More Scrutiny for Insider Trading Plans

Executive insider trading plans have been on the regulatory radar even before the banking disruption of the last few weeks. Rule 10b5-1 is an affirmative defense to insider trading that allows financial services and corporate insiders to set up good faith plans for the future buying and selling of company stock. SEC Chair Gary Gensler has described the trading plans as leading to “real cracks” in the SEC’s insider trading regime. In December of 2022 the SEC adopted amendments and updated disclosure requirements to Rule 10b5-1  to strengthen and enhance investor protections against insider trading.

Adopted SEC Rule 10b5-1 Amendments Increase MNPI Scrutiny

Regulators will be taking a hard look at the timing of the executive's stock transactions to evaluate if the trading plans were entered into in good faith - or if the executives knew undisclosed material information about the financial health of their bank and its imminent collapse. In opening remarks to a SEC Commission meeting, Gensler said that “we will investigate and bring enforcement actions if we find violations of the federal securities laws”. DL Piper also notes that in addition to scrutiny of 10b5-1 plans, regulators may also evaluate whether a firm's disclosures and organizational documents adequately made known any potential conflicts of interest.

Even if investigations find no violations under current laws, the industry can expect a higher level of regulatory scrutiny around insider sales. U.S. President Joe Biden released a statement calling on Congress for regulators to impose tougher penalties on the executives of failed banks, including clawbacks of past compensation, noting that “Congress must act to impose tougher penalties for senior bank executives whose mismanagement contributed to their institutions failing." And legal implications aside, there’s no denying the reputational damage and resulting lack of faith in the system from consumers toward both the institutions and individuals involved.

Expect More Regulations

On March 14, U.S. Senator Elizabeth Warren (D-Mass.), a member of the Senate Banking, Housing, and Urban Affairs Committee, delivered a speech on the Senate Floor calling for changes to banking laws, focusing on strengthening the "weakened rules that permitted banks like SVB and Signature to load up on risks, run up their profits, pay their executives giant bonuses, and eventually blow the banks to pieces."

In a March 28 statement before the U.S. Senate Committee on Banking, Housing, and Urban Affairs, Vice Chair for Supervision Michael S. Barr provided remarks on concerns around Bank oversight and raised the distinct possibility of additional regulations in the future.  Barr stated that Silicon Valley Bank was a "case of textbook mismanagement" with "inadequate risk management and internal controls". Barr also noted "that recent events have shown that we must evolve our understanding of banking in light of changing technologies and emerging risks".

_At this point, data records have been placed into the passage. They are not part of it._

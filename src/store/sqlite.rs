//! SQLite 事件/消息存储（sqlx，异步）
//!
//! 需要启用 `async-sqlite` feature。时间戳以微秒整数入库，`(session_id, ts)` 建索引以支撑游标查询；
//! 消息整体以 JSON 存在 `body` 列，其余列只用于过滤与排序。

use std::path::Path;

use async_trait::async_trait;
use sqlx::sqlite::{SqlitePool, SqlitePoolOptions, SqliteRow};
use sqlx::Row;

use super::{EventStore, MessagePage, MessageStore, StoreError};
use crate::model::{Event, EventType, Message, Timestamp};

/// SQLite 存储
#[derive(Clone)]
pub struct SqliteStore {
    pool: SqlitePool,
}

impl SqliteStore {
    /// 打开（不存在则创建）数据库并建表
    pub async fn new(db_path: impl AsRef<Path>) -> Result<Self, StoreError> {
        let db_url = format!("sqlite:{}?mode=rwc", db_path.as_ref().display());

        let pool = SqlitePoolOptions::new()
            .max_connections(5)
            .connect(&db_url)
            .await?;

        let store = Self { pool };
        store.init_tables().await?;
        Ok(store)
    }

    pub async fn init_tables(&self) -> Result<(), StoreError> {
        sqlx::query(
            "CREATE TABLE IF NOT EXISTS events (
                id TEXT PRIMARY KEY,
                session_id TEXT NOT NULL,
                ts INTEGER NOT NULL,
                event_type TEXT NOT NULL,
                message_id TEXT,
                agent_name TEXT,
                trace_id TEXT,
                data TEXT NOT NULL
            )",
        )
        .execute(&self.pool)
        .await?;

        sqlx::query(
            "CREATE TABLE IF NOT EXISTS messages (
                id TEXT PRIMARY KEY,
                session_id TEXT NOT NULL,
                parent_id TEXT,
                ts INTEGER NOT NULL,
                role TEXT NOT NULL,
                body TEXT NOT NULL
            )",
        )
        .execute(&self.pool)
        .await?;

        sqlx::query("CREATE INDEX IF NOT EXISTS idx_events_session_ts ON events(session_id, ts)")
            .execute(&self.pool)
            .await?;

        sqlx::query("CREATE INDEX IF NOT EXISTS idx_messages_session_ts ON messages(session_id, ts)")
            .execute(&self.pool)
            .await?;

        Ok(())
    }
}

fn map_insert_error(e: sqlx::Error, kind: &'static str, id: &str) -> StoreError {
    match &e {
        sqlx::Error::Database(db) if db.is_unique_violation() => StoreError::Duplicate {
            kind,
            id: id.to_string(),
        },
        _ => StoreError::from(e),
    }
}

fn row_to_event(row: &SqliteRow) -> Result<Event, StoreError> {
    let event_type: String = row.try_get("event_type")?;
    let data: String = row.try_get("data")?;
    Ok(Event {
        id: row.try_get("id")?,
        session_id: row.try_get("session_id")?,
        timestamp: Timestamp::from_micros(row.try_get("ts")?),
        event_type: event_type.parse::<EventType>().map_err(StoreError::Backend)?,
        message_id: row.try_get("message_id")?,
        agent_name: row.try_get("agent_name")?,
        trace_id: row.try_get("trace_id")?,
        data: serde_json::from_str(&data)?,
    })
}

fn row_to_message(row: &SqliteRow) -> Result<Message, StoreError> {
    let body: String = row.try_get("body")?;
    Ok(serde_json::from_str(&body)?)
}

const EVENT_COLUMNS: &str = "id, session_id, ts, event_type, message_id, agent_name, trace_id, data";

#[async_trait]
impl EventStore for SqliteStore {
    async fn append_event(&self, event: &Event) -> Result<(), StoreError> {
        let data = serde_json::to_string(&event.data)?;
        sqlx::query(
            "INSERT INTO events (id, session_id, ts, event_type, message_id, agent_name, trace_id, data)
             VALUES (?, ?, ?, ?, ?, ?, ?, ?)",
        )
        .bind(&event.id)
        .bind(&event.session_id)
        .bind(event.timestamp.as_micros())
        .bind(event.event_type.as_str())
        .bind(&event.message_id)
        .bind(&event.agent_name)
        .bind(&event.trace_id)
        .bind(&data)
        .execute(&self.pool)
        .await
        .map_err(|e| map_insert_error(e, "event", &event.id))?;
        Ok(())
    }

    async fn session_events(&self, session_id: &str, limit: usize) -> Result<Vec<Event>, StoreError> {
        let sql = format!(
            "SELECT {} FROM events WHERE session_id = ? ORDER BY ts ASC LIMIT ?",
            EVENT_COLUMNS
        );
        let rows = sqlx::query(&sql)
            .bind(session_id)
            .bind(limit as i64)
            .fetch_all(&self.pool)
            .await?;
        rows.iter().map(row_to_event).collect()
    }

    async fn events_after(
        &self,
        session_id: &str,
        after: Timestamp,
        limit: usize,
    ) -> Result<Vec<Event>, StoreError> {
        let sql = format!(
            "SELECT {} FROM events WHERE session_id = ? AND ts > ? ORDER BY ts ASC LIMIT ?",
            EVENT_COLUMNS
        );
        let rows = sqlx::query(&sql)
            .bind(session_id)
            .bind(after.as_micros())
            .bind(limit as i64)
            .fetch_all(&self.pool)
            .await?;
        rows.iter().map(row_to_event).collect()
    }

    async fn latest_finish_event(&self, session_id: &str) -> Result<Option<Event>, StoreError> {
        let sql = format!(
            "SELECT {} FROM events WHERE session_id = ? AND event_type = ? ORDER BY ts DESC LIMIT 1",
            EVENT_COLUMNS
        );
        let row = sqlx::query(&sql)
            .bind(session_id)
            .bind(EventType::Finish.as_str())
            .fetch_optional(&self.pool)
            .await?;
        row.as_ref().map(row_to_event).transpose()
    }

    async fn purge_events_before(&self, before: Timestamp) -> Result<u64, StoreError> {
        let result = sqlx::query("DELETE FROM events WHERE ts < ?")
            .bind(before.as_micros())
            .execute(&self.pool)
            .await?;
        Ok(result.rows_affected())
    }
}

#[async_trait]
impl MessageStore for SqliteStore {
    async fn append_message(&self, message: &Message) -> Result<(), StoreError> {
        let body = serde_json::to_string(message)?;
        sqlx::query(
            "INSERT INTO messages (id, session_id, parent_id, ts, role, body) VALUES (?, ?, ?, ?, ?, ?)",
        )
        .bind(&message.id)
        .bind(&message.session_id)
        .bind(&message.parent_id)
        .bind(message.timestamp.as_micros())
        .bind(message.kind.role_name())
        .bind(&body)
        .execute(&self.pool)
        .await
        .map_err(|e| map_insert_error(e, "message", &message.id))?;
        Ok(())
    }

    async fn find_message(&self, session_id: &str, id: &str) -> Result<Option<Message>, StoreError> {
        let row = sqlx::query("SELECT body FROM messages WHERE session_id = ? AND id = ?")
            .bind(session_id)
            .bind(id)
            .fetch_optional(&self.pool)
            .await?;
        row.as_ref().map(row_to_message).transpose()
    }

    async fn last_message(&self, session_id: &str) -> Result<Option<Message>, StoreError> {
        let row = sqlx::query("SELECT body FROM messages WHERE session_id = ? ORDER BY ts DESC LIMIT 1")
            .bind(session_id)
            .fetch_optional(&self.pool)
            .await?;
        row.as_ref().map(row_to_message).transpose()
    }

    async fn messages_page(
        &self,
        session_id: &str,
        page: &MessagePage,
        limit: usize,
    ) -> Result<Vec<Message>, StoreError> {
        let anchor = match page {
            MessagePage::Recent => None,
            MessagePage::From(id) | MessagePage::Before(id) => self
                .find_message(session_id, id)
                .await?
                .map(|m| m.timestamp.as_micros()),
        };

        let rows = match (page, anchor) {
            (MessagePage::From(_), Some(ts)) => {
                sqlx::query("SELECT body FROM messages WHERE session_id = ? AND ts >= ? ORDER BY ts ASC LIMIT ?")
                    .bind(session_id)
                    .bind(ts)
                    .bind(limit as i64)
                    .fetch_all(&self.pool)
                    .await?
            }
            (MessagePage::Before(_), Some(ts)) => {
                let mut rows = sqlx::query(
                    "SELECT body FROM messages WHERE session_id = ? AND ts < ? ORDER BY ts DESC LIMIT ?",
                )
                .bind(session_id)
                .bind(ts)
                .bind(limit as i64)
                .fetch_all(&self.pool)
                .await?;
                rows.reverse();
                rows
            }
            // Recent，或锚点不存在
            _ => {
                let mut rows =
                    sqlx::query("SELECT body FROM messages WHERE session_id = ? ORDER BY ts DESC LIMIT ?")
                        .bind(session_id)
                        .bind(limit as i64)
                        .fetch_all(&self.pool)
                        .await?;
                rows.reverse();
                rows
            }
        };
        rows.iter().map(row_to_message).collect()
    }
}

A report from the Federal Reserve on the bank's failings was made available to the public on April 28.  The report reiterated that the failure was due to mismanagement including the failure of senior leadership to manage interest rate and liquidity risk and the board of directors' lack of oversight of senior leadership and failure to hold them accountable for their actions. The Fed accepted responsibility for the failure as well, noting that regulators were slow to identify issues and failed to effectively address issues once they were identified. The report promises both stronger supervision and stronger regulation moving forward. The report also called for better oversight of incentives for bank management, recommending setting tougher minimum standards for incentive compensation programs and better ensuring that banks comply with the standards already in place. See how MCO helps firms ensure that there's executive accountability for regulatory obligations and effective business oversight.

A separate report from the FDIC on Signature Bank was equally scathing, blaming poor management, lack of governance, and failure to develop and maintain adequate risk management practices and controls for the institution's collapse.  And to head off another collapse, on May 1 First Republic Bank was taken over by the FDIC and JP Morgan Chase assumed all of the bank's deposits and substantially all of their assets. 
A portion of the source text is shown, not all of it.